Range queries that feel natural

# Think of it like a camera frustum in 2D
viewport = (100, 200, 400, 600)
for id_, x, y in qt.query(viewport):
    print(f"Visible: id={id_} at ({x:.1f}, {y:.1f})")

Use this for viewport culling, collision broad-phase, spatial filtering, and quick “what is inside this box” checks.


Nearest neighbor for snapping and picking

cursor = (212, 305)
hit = qt.nearest_neighbor(cursor)
if hit:
    id_, x, y = hit
    print(f"Closest to cursor is id={id_} at ({x:.1f}, {y:.1f})")

Need more than one neighbor

for id_, x, y in qt.nearest_neighbors(cursor, k=5):
    print(id_, x, y)

Track Python objects when you need them

Use QuadTreeObjects to bind your own objects to spatial coordinates. Object lookups for deletion are O(1).

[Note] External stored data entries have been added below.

//! Network types

use super::swarm::{Annotations, Driver, Meta};
use chrono::{DateTime, Utc};
use serde::{Deserialize, Serialize};
use std::collections::HashMap;

/// Network scope
#[derive(Debug, Clone, Copy, Default, PartialEq, Eq, Serialize, Deserialize)]
#[serde(rename_all = "lowercase")]
pub enum NetworkScope {
    /// Local to this node
    Local,
    /// Swarm-wide
    #[default]
    Swarm,
    /// Global
    Global,
}

impl std::fmt::Display for NetworkScope {
    fn fmt(&self, f: &mut std::fmt::Formatter<'_>) -> std::fmt::Result {
        match self {
            NetworkScope::Local => write!(f, "local"),
            NetworkScope::Swarm => write!(f, "swarm"),
            NetworkScope::Global => write!(f, "global"),
        }
    }
}

/// Network a config-only network takes its settings from
#[derive(Debug, Clone, Default, PartialEq, Eq, Serialize, Deserialize)]
#[serde(rename_all = "PascalCase")]
pub struct ConfigReference {
    /// Network name
    pub network: String,
}

/// IPAM pool in the plain inspect view
#[derive(Debug, Clone, Default, PartialEq, Eq, Serialize, Deserialize)]
#[serde(rename_all = "PascalCase")]
pub struct IpamConfig {
    /// Subnet in CIDR format
    #[serde(default)]
    pub subnet: String,
    /// IP range
    #[serde(default, rename = "IPRange")]
    pub ip_range: String,
    /// Gateway address
    #[serde(default)]
    pub gateway: String,
    /// Auxiliary addresses
    #[serde(
        default,
        rename = "AuxiliaryAddresses",
        skip_serializing_if = "HashMap::is_empty"
    )]
    pub aux_address: HashMap<String, String>,
}

/// IPAM configuration in the plain inspect view
#[derive(Debug, Clone, Default, PartialEq, Eq, Serialize, Deserialize)]
#[serde(rename_all = "PascalCase")]
pub struct Ipam {
    /// IPAM driver
    #[serde(default)]
    pub driver: String,
    /// Driver options
    #[serde(default)]
    pub options: HashMap<String, String>,
    /// IP pool configurations, in allocation priority order
    #[serde(default)]
    pub config: Vec<IpamConfig>,
}

/// Network as returned by the plain network inspect endpoint
#[derive(Debug, Clone, Default, PartialEq, Eq, Serialize, Deserialize)]
#[serde(rename_all = "PascalCase")]
pub struct NetworkResource {
    pub name: String,
    pub id: String,
    pub created: DateTime<Utc>,
    pub scope: NetworkScope,
    pub driver: String,
    #[serde(rename = "EnableIPv6")]
    pub enable_ipv6: bool,
    #[serde(rename = "IPAM")]
    pub ipam: Ipam,
    pub internal: bool,
    pub attachable: bool,
    pub ingress: bool,
    pub config_from: ConfigReference,
    pub options: HashMap<String, String>,
    pub labels: HashMap<String, String>,
}

/// IPAM pool in the swarm view
#[derive(Debug, Clone, Default, PartialEq, Eq, Serialize, Deserialize)]
#[serde(rename_all = "PascalCase")]
pub struct IpamPoolConfig {
    #[serde(default)]
    pub subnet: String,
    #[serde(default)]
    pub range: String,
    #[serde(default)]
    pub gateway: String,
}

/// IPAM options in the swarm view
#[derive(Debug, Clone, Default, PartialEq, Eq, Serialize, Deserialize)]
#[serde(rename_all = "PascalCase")]
pub struct IpamOptions {
    #[serde(default)]
    pub driver: Driver,
    #[serde(default)]
    pub configs: Vec<IpamPoolConfig>,
}

impl IpamOptions {
    /// True when neither a driver nor any pool is set
    pub fn is_empty(&self) -> bool {
        self.driver.name.is_empty() && self.driver.options.is_empty() && self.configs.is_empty()
    }
}

/// User-settable part of a swarm network
#[derive(Debug, Clone, Default, PartialEq, Eq, Serialize, Deserialize)]
#[serde(rename_all = "PascalCase")]
pub struct NetworkSpec {
    #[serde(flatten)]
    pub annotations: Annotations,
    #[serde(default, skip_serializing_if = "Option::is_none")]
    pub driver_configuration: Option<Driver>,
    #[serde(default, rename = "IPv6Enabled")]
    pub ipv6_enabled: bool,
    #[serde(default)]
    pub internal: bool,
    #[serde(default)]
    pub attachable: bool,
    #[serde(default)]
    pub ingress: bool,
    #[serde(default, rename = "IPAMOptions")]
    pub ipam_options: IpamOptions,
    #[serde(default, skip_serializing_if = "Option::is_none")]
    pub config_from: Option<ConfigReference>,
    /// Always `swarm` for networks read from the manager
    #[serde(default)]
    pub scope: NetworkScope,
}

/// Swarm network object
#[derive(Debug, Clone, Default, PartialEq, Eq, Serialize, Deserialize)]
#[serde(rename_all = "PascalCase")]
pub struct Network {
    #[serde(rename = "ID")]
    pub id: String,
    #[serde(flatten)]
    pub meta: Meta,
    pub spec: NetworkSpec,
    pub driver_state: Driver,
    #[serde(rename = "IPAMOptions")]
    pub ipam_options: IpamOptions,
}

/// Network attached to a task, with the addresses assigned on it
#[derive(Debug, Clone, Default, PartialEq, Eq, Serialize, Deserialize)]
#[serde(rename_all = "PascalCase")]
pub struct NetworkAttachment {
    pub network: Network,
    #[serde(default)]
    pub addresses: Vec<String>,
}

/// Body of a network create request
#[derive(Debug, Clone, Default, PartialEq, Eq, Serialize, Deserialize)]
#[serde(rename_all = "PascalCase")]
pub struct NetworkCreateRequest {
    pub name: String,
    #[serde(default)]
    pub driver: String,
    /// Accepted for API compatibility; the manager assigns the scope
    #[serde(default)]
    pub scope: String,
    #[serde(default, rename = "EnableIPv6")]
    pub enable_ipv6: bool,
    #[serde(default, rename = "IPAM")]
    pub ipam: Option<Ipam>,
    #[serde(default)]
    pub internal: bool,
    #[serde(default)]
    pub attachable: bool,
    #[serde(default)]
    pub ingress: bool,
    #[serde(default)]
    pub config_from: Option<ConfigReference>,
    #[serde(default)]
    pub options: HashMap<String, String>,
    #[serde(default)]
    pub labels: HashMap<String, String>,
}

from fastquadtree import QuadTreeObjects

qt = QuadTreeObjects((0, 0, 1000, 1000), capacity=16)

player = {"name": "Alice", "hp": 100}
enemy  = {"name": "Boblin", "hp": 60}

pid = qt.insert((50, 50), obj=player)
eid = qt.insert((80, 60), obj=enemy)

# Query returns Item objects with both coordinates and the stored object
items = qt.query((0, 0, 200, 200))
for item in items:
    print(item.id_, item.x, item.y, item.obj)

# Remove by object identity (returns deletion count)
deleted = qt.delete_by_object(player)  # 1

Tip: Use QuadTree instead of QuadTreeObjects for max speed when you do not need object tracking.


Reset between runs without breaking references

Keep the same QuadTree instance alive for UIs or game loops. Wipe contents and optionally reset ids.

qt.clear()  # tree is empty, auto ids start again at 0, all objects forgotten

Tiny benchmark sketch

import random, time
from fastquadtree import QuadTree

N = 200_000
pts = [(random.random()*1000, random.random()*1000) for _ in range(N)]
qt = QuadTree((0, 0, 1000, 1000), capacity=32)

t0 = time.perf_counter()
qt.insert_many(pts)
t1 = time.perf_counter()

hits = qt.query((250, 250, 750, 750))
t2 = time.perf_counter()

print(f"Build: {(t1-t0):.3f}s  Query: {(t2-t1):.3f}s  Hits: {len(hits)}")

Common patterns

  • Use capacity 8 to 64 for most workloads If data is highly skewed, set a max_depth to avoid very deep trees.
  • Use clear() to reset when most points are moving rather than deleting and reinserting.
  • Use insert_many() to bulk load a large batch of points at once.